→ What you should do
The required result is each line of the entries below containing the string "ExecutionContext".

Collected data:
--- START ---

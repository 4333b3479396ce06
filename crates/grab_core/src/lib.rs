// #![warn(
//     clippy::all,
//     clippy::pedantic,
// )]
// //some lints are really just too pedantic
// #![allow(clippy::must_use_candidate)]
// #![allow(clippy::module_inception)]

pub mod codec;
pub mod common;
pub mod models;
pub mod pipeline;
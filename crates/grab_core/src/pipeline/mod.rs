pub mod batch;
pub mod layout;
pub mod selector;
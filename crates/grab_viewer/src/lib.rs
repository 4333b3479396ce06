// #![warn(
//     clippy::all,
//     clippy::pedantic,
// )]
// //some lints are really just too pedantic
// #![allow(clippy::must_use_candidate)]
// #![allow(clippy::module_inception)]

pub mod driver;
pub mod mesh;
pub mod ply_viewer;
pub mod viewer;
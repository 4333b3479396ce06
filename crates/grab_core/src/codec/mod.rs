pub mod artifact;
pub mod sequence;
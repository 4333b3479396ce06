use super::layout::{ArtifactIndex, OutputLayout};
use crate::{
    codec::{
        artifact::{broadcast_text, ArtifactBundle},
        sequence::SequenceRecord,
    },
    common::{
        config::{GrabConfig, OutputOptions},
        error::{ErrorScope, GrabError, GrabResult},
        landmarks::{HandSelectors, SemanticIndexTable},
        template::TemplateCache,
        types::{Actor, Handedness, ModelKind, OutputKind},
    },
    models::{
        adapter::{hand_rotation_matrices, DeformOutput, DeformationAdapter, IdentityConfig, PoseParams},
        assets::{ModelAssets, ModelCache},
        context::ExecutionContext,
    },
};
use grab_utils::array::GatherRows;
use itertools::Itertools;
use log::{debug, info, warn};
use ndarray as nd;
use rand::{rngs::StdRng, Rng, SeedableRng};
use std::{collections::BTreeMap, path::Path};
use strum::IntoEnumIterator;

/// Progress of one (sequence, kind) pair
#[derive(Debug, Clone, PartialEq, Eq)]
pub enum KindState {
    Pending,
    /// The product exists and reprocessing is off
    Skipped,
    Computed,
    Written,
    Failed(String),
}

/// What happened to the enabled kinds of one sequence
#[derive(Debug, Clone, Default)]
pub struct SequenceReport {
    pub sequence: String,
    pub states: BTreeMap<OutputKind, KindState>,
    /// Whether the record had to be read at all
    pub loaded: bool,
    /// Set when the whole sequence was abandoned
    pub sequence_error: Option<String>,
}

impl SequenceReport {
    pub fn state(&self, kind: OutputKind) -> Option<&KindState> {
        self.states.get(&kind)
    }

    fn count(&self, pred: impl Fn(&KindState) -> bool) -> usize {
        self.states.values().filter(|s| pred(s)).count()
    }

    pub fn written(&self) -> usize {
        self.count(|s| *s == KindState::Written)
    }

    pub fn skipped(&self) -> usize {
        self.count(|s| *s == KindState::Skipped)
    }

    pub fn failed(&self) -> usize {
        self.count(|s| matches!(s, KindState::Failed(_)))
    }
}

/// Draws ``requested`` distinct vertex ids out of ``available``
pub fn sample_vertex_ids<R: Rng + ?Sized>(rng: &mut R, available: usize, requested: usize) -> GrabResult<Vec<usize>> {
    if requested > available {
        return Err(GrabError::InvalidSampleCount { requested, available });
    }
    Ok(rand::seq::index::sample(rng, available, requested).into_vec())
}

/// 64 bit FNV-1a, stable across platforms and releases
fn stable_hash(text: &str) -> u64 {
    text.bytes().fold(0xcbf2_9ce4_8422_2325, |hash, b| (hash ^ u64::from(b)).wrapping_mul(0x0100_0000_01b3))
}

/// Generator of the object vertex draw of one sequence. With a seed the draw
/// only depends on the seed and the sequence path relative to the dataset root.
pub fn sequence_rng(seed: Option<u64>, relative_path: &Path) -> StdRng {
    match seed {
        Some(seed) => {
            let key = relative_path.components().map(|c| c.as_os_str().to_string_lossy()).join("/");
            StdRng::seed_from_u64(seed ^ stable_hash(&key))
        }
        None => StdRng::from_entropy(),
    }
}

/// Buffers that only live while one sequence is processed
struct SequenceScope {
    record: SequenceRecord,
    body: Option<DeformOutput>,
    templates: TemplateCache,
}

#[allow(clippy::cast_possible_wrap)]
fn metadata_bundle(record: &SequenceRecord) -> GrabResult<ArtifactBundle> {
    let nr_frames = record.n_frames;
    ArtifactBundle::new(OutputKind::Metadata, nr_frames)
        .with("obj_name", broadcast_text(&record.obj_name, nr_frames))?
        .with("sbj_id", broadcast_text(&record.sbj_id, nr_frames))?
        .with("n_comps", nd::Array1::from_elem(nr_frames, record.n_comps as i64))?
        .with("gender", broadcast_text(&record.gender.to_string(), nr_frames))?
        .with("intent", broadcast_text(&record.motion_intent, nr_frames))?
        .with("frame_nums", (0..nr_frames).map(|t| t as i64).collect::<nd::Array1<i64>>())
}

fn contact_bundle(record: &SequenceRecord) -> GrabResult<ArtifactBundle> {
    ArtifactBundle::new(OutputKind::Contact, record.n_frames)
        .with("object_contact_mask", record.contact.object_mask())?
        .with("object_contact", record.contact.object.clone())?
        .with("body_contact", record.contact.body.clone())
}

fn hand_param<'a>(record: &'a SequenceRecord, side: Handedness, name: &str) -> GrabResult<&'a nd::Array2<f32>> {
    let actor = Actor::hand(side);
    let values = record[actor]
        .param(name)
        .ok_or_else(|| GrabError::invalid_params("hand", format!("the {actor} block has no `{name}`")))?;
    if values.ncols() != 3 {
        return Err(GrabError::invalid_params("hand", format!("{actor} `{name}` has width {}, expected 3", values.ncols())));
    }
    Ok(values)
}

fn hand_joint_bundle(record: &SequenceRecord, body: &DeformOutput, selectors: &HandSelectors) -> GrabResult<ArtifactBundle> {
    let joints = body
        .joints
        .as_ref()
        .ok_or_else(|| GrabError::invalid_params("body", "the body evaluation has no joints"))?;
    let mut bundle = ArtifactBundle::new(OutputKind::HandJoints, record.n_frames);
    for side in Handedness::iter() {
        bundle.push(&format!("{}_tips", Actor::hand(side)), selectors.tips(side, &body.vertices)?)?;
    }
    for side in Handedness::iter() {
        bundle.push(&format!("{}_joints", Actor::hand(side)), selectors.joints(side, joints)?)?;
    }
    for side in Handedness::iter() {
        bundle.push(&format!("{}_trans", Actor::hand(side)), hand_param(record, side, "transl")?.clone())?;
    }
    // each side is rotated by its own orientation
    for side in Handedness::iter() {
        bundle.push(&format!("{}_rot", Actor::hand(side)), hand_rotation_matrices(hand_param(record, side, "global_orient")?))?;
    }
    Ok(bundle)
}

/// Runs the per kind state machine over sequences: skip what exists, compute
/// the rest in priority order, write each product in one step.
pub struct OutputWriter {
    options: OutputOptions,
    layout: OutputLayout,
    selectors: HandSelectors,
    adapter: DeformationAdapter,
}

impl OutputWriter {
    /// Landmarks are resolved here, an unknown name fails before any sequence
    pub fn new(config: &GrabConfig, adapter: DeformationAdapter, table: &SemanticIndexTable) -> GrabResult<Self> {
        let selectors = HandSelectors::resolve(table)?;
        Ok(Self {
            options: config.options.clone(),
            layout: OutputLayout::new(&config.grab_path, &config.out_path),
            selectors,
            adapter,
        })
    }

    /// Writer with the model files under ``config.model_path`` and the SMPL-X
    /// landmark table
    pub fn from_config(config: &GrabConfig) -> GrabResult<Self> {
        let ctx = ExecutionContext::with_threads(config.options.num_threads)?;
        let cache = ModelCache::new(ModelAssets::new(&config.model_path));
        Self::new(config, DeformationAdapter::new(ctx, cache), &SemanticIndexTable::smplx())
    }

    pub fn layout(&self) -> &OutputLayout {
        &self.layout
    }

    pub fn options(&self) -> &OutputOptions {
        &self.options
    }

    /// Model evaluations since the writer was created
    pub fn evaluations(&self) -> usize {
        self.adapter.evaluations()
    }

    /// Enabled kinds of a sequence and whether each still has to be produced
    pub fn plan(&self, index: &ArtifactIndex) -> BTreeMap<OutputKind, KindState> {
        OutputKind::iter()
            .filter(|kind| self.options.is_enabled(*kind))
            .map(|kind| {
                let state = if index.exists(kind) && !self.options.force_reprocess {
                    KindState::Skipped
                } else {
                    KindState::Pending
                };
                (kind, state)
            })
            .collect()
    }

    /// Processes one sequence. Only run fatal errors are returned, everything
    /// else ends up in the report.
    pub fn process(&mut self, record_path: &Path) -> GrabResult<SequenceReport> {
        let mut index = ArtifactIndex::scan(&self.layout, record_path);
        let mut report = SequenceReport {
            sequence: self.layout.relative(record_path).display().to_string(),
            states: self.plan(&index),
            ..SequenceReport::default()
        };
        for (kind, state) in &report.states {
            if *state == KindState::Skipped {
                info!("Results for {} already exist.", index.path(*kind).display());
            }
        }
        let pending: Vec<OutputKind> = report
            .states
            .iter()
            .filter(|(_, s)| **s == KindState::Pending)
            .map(|(k, _)| *k)
            .collect();
        if pending.is_empty() {
            return Ok(report);
        }

        info!("Processing data for {} split.", report.sequence);
        let record = match SequenceRecord::load(record_path) {
            Ok(record) => record,
            Err(e) if e.is_fatal() => return Err(e),
            Err(e) => {
                warn!("{}: cannot read the record: {e}", report.sequence);
                for kind in &pending {
                    report.states.insert(*kind, KindState::Failed(e.to_string()));
                }
                report.sequence_error = Some(e.to_string());
                return Ok(report);
            }
        };
        report.loaded = true;
        let mut scope = SequenceScope {
            record,
            body: None,
            templates: TemplateCache::new(),
        };

        for (i, kind) in pending.iter().copied().enumerate() {
            let result = self.compute(kind, &mut scope).and_then(|bundle| {
                report.states.insert(kind, KindState::Computed);
                bundle.save(index.path(kind))
            });
            match result {
                Ok(()) => {
                    index.mark_written(kind);
                    report.states.insert(kind, KindState::Written);
                    info!("{}: {kind} computed", report.sequence);
                }
                Err(e) if e.is_fatal() => return Err(e),
                Err(e) => {
                    warn!("{}: {kind} failed: {e}", report.sequence);
                    if e.scope() == ErrorScope::Sequence {
                        for rest in &pending[i..] {
                            report.states.insert(*rest, KindState::Failed(e.to_string()));
                        }
                        report.sequence_error = Some(e.to_string());
                        break;
                    }
                    report.states.insert(kind, KindState::Failed(e.to_string()));
                }
            }
        }
        debug!("{}: releasing sequence buffers", report.sequence);
        drop(scope);
        Ok(report)
    }

    fn compute(&mut self, kind: OutputKind, scope: &mut SequenceScope) -> GrabResult<ArtifactBundle> {
        let SequenceScope { record, body, templates } = scope;
        match kind {
            OutputKind::Metadata => metadata_bundle(record),
            OutputKind::BodyVerts => {
                let body = self.body_output(record, templates, body)?;
                ArtifactBundle::new(kind, record.n_frames).with("verts_body", body.vertices.clone())
            }
            OutputKind::HandJoints => {
                let body = self.body_output(record, templates, body)?;
                hand_joint_bundle(record, body, &self.selectors)
            }
            OutputKind::Contact => contact_bundle(record),
            OutputKind::LeftHandVerts => self.hand_verts(record, templates, Handedness::Left),
            OutputKind::RightHandVerts => self.hand_verts(record, templates, Handedness::Right),
            OutputKind::ObjectVerts => self.object_verts(record, templates),
        }
    }

    /// One body evaluation per sequence, shared by the kinds that need it
    fn body_output<'s>(
        &mut self,
        record: &SequenceRecord,
        templates: &mut TemplateCache,
        memo: &'s mut Option<DeformOutput>,
    ) -> GrabResult<&'s DeformOutput> {
        let output = match memo.take() {
            Some(output) => output,
            None => {
                let template = templates.get(&record.template_path(self.layout.grab_path(), Actor::Body))?;
                let identity = IdentityConfig::body(record.gender, record.n_comps);
                self.adapter
                    .evaluate(ModelKind::Body, &template.verts, &identity, &record[Actor::Body].params, record.n_frames)?
            }
        };
        Ok(memo.insert(output))
    }

    fn hand_verts(&mut self, record: &SequenceRecord, templates: &mut TemplateCache, side: Handedness) -> GrabResult<ArtifactBundle> {
        let actor = Actor::hand(side);
        let template = templates.get(&record.template_path(self.layout.grab_path(), actor))?;
        let identity = IdentityConfig::hand(side, record.n_comps);
        let output = self
            .adapter
            .evaluate(ModelKind::Hand, &template.verts, &identity, &record[actor].params, record.n_frames)?;
        // same key as the body product, readers of these files expect it
        ArtifactBundle::new(OutputKind::hand_verts(side), record.n_frames).with("verts_body", output.vertices)
    }

    fn object_verts(&mut self, record: &SequenceRecord, templates: &mut TemplateCache) -> GrabResult<ArtifactBundle> {
        let template = templates.get(&record.template_path(self.layout.grab_path(), Actor::Object))?;
        let mut rng = sequence_rng(self.options.sample_seed, self.layout.relative(&record.path));
        let sample_ids = sample_vertex_ids(&mut rng, template.num_verts(), self.options.n_verts_sample)?;
        let sampled = template.verts.gather_rows(&sample_ids);
        let params: &PoseParams = &record[Actor::Object].params;
        let output = self
            .adapter
            .evaluate(ModelKind::Object, &sampled, &IdentityConfig::Rigid, params, record.n_frames)?;
        ArtifactBundle::new(OutputKind::ObjectVerts, record.n_frames).with("verts_object", output.vertices)
    }
}

#[cfg(test)]
mod tests {
    use super::*;
    use rand::rngs::mock::StepRng;
    use std::collections::HashSet;

    #[test]
    fn too_many_samples_is_an_error() {
        let mut rng = StepRng::new(0, 1);
        let err = sample_vertex_ids(&mut rng, 10, 11).unwrap_err();
        assert!(matches!(err, GrabError::InvalidSampleCount { requested: 11, available: 10 }));
    }

    #[test]
    fn samples_are_distinct() {
        let mut rng = StdRng::seed_from_u64(7);
        let ids = sample_vertex_ids(&mut rng, 50, 50).unwrap();
        assert_eq!(ids.iter().collect::<HashSet<_>>().len(), 50);
        let ids = sample_vertex_ids(&mut rng, 1000, 64).unwrap();
        assert_eq!(ids.len(), 64);
        assert_eq!(ids.iter().collect::<HashSet<_>>().len(), 64);
        assert!(ids.iter().all(|&i| i < 1000));
    }

    #[test]
    fn seeded_draws_depend_on_the_sequence() {
        let draw = |seed, path: &str| sample_vertex_ids(&mut sequence_rng(seed, Path::new(path)), 500, 16).unwrap();
        assert_eq!(draw(Some(3), "s1/apple_eat_1.npz"), draw(Some(3), "s1/apple_eat_1.npz"));
        assert_ne!(draw(Some(3), "s1/apple_eat_1.npz"), draw(Some(3), "s2/apple_eat_1.npz"));
        assert_ne!(draw(Some(3), "s1/apple_eat_1.npz"), draw(Some(4), "s1/apple_eat_1.npz"));
    }

    #[test]
    fn fnv_reference_values() {
        assert_eq!(stable_hash(""), 0xcbf2_9ce4_8422_2325);
        assert_eq!(stable_hash("a"), 0xaf63_dc4c_8601_ec8c);
    }

    #[test]
    fn report_counts() {
        let mut report = SequenceReport::default();
        report.states.insert(OutputKind::Metadata, KindState::Written);
        report.states.insert(OutputKind::BodyVerts, KindState::Skipped);
        report.states.insert(OutputKind::Contact, KindState::Failed("disk full".into()));
        assert_eq!((report.written(), report.skipped(), report.failed()), (1, 1, 1));
    }
}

--- END ---

→ Result for this task
        context::ExecutionContext,
        let ctx = ExecutionContext::with_threads(config.options.num_threads)?;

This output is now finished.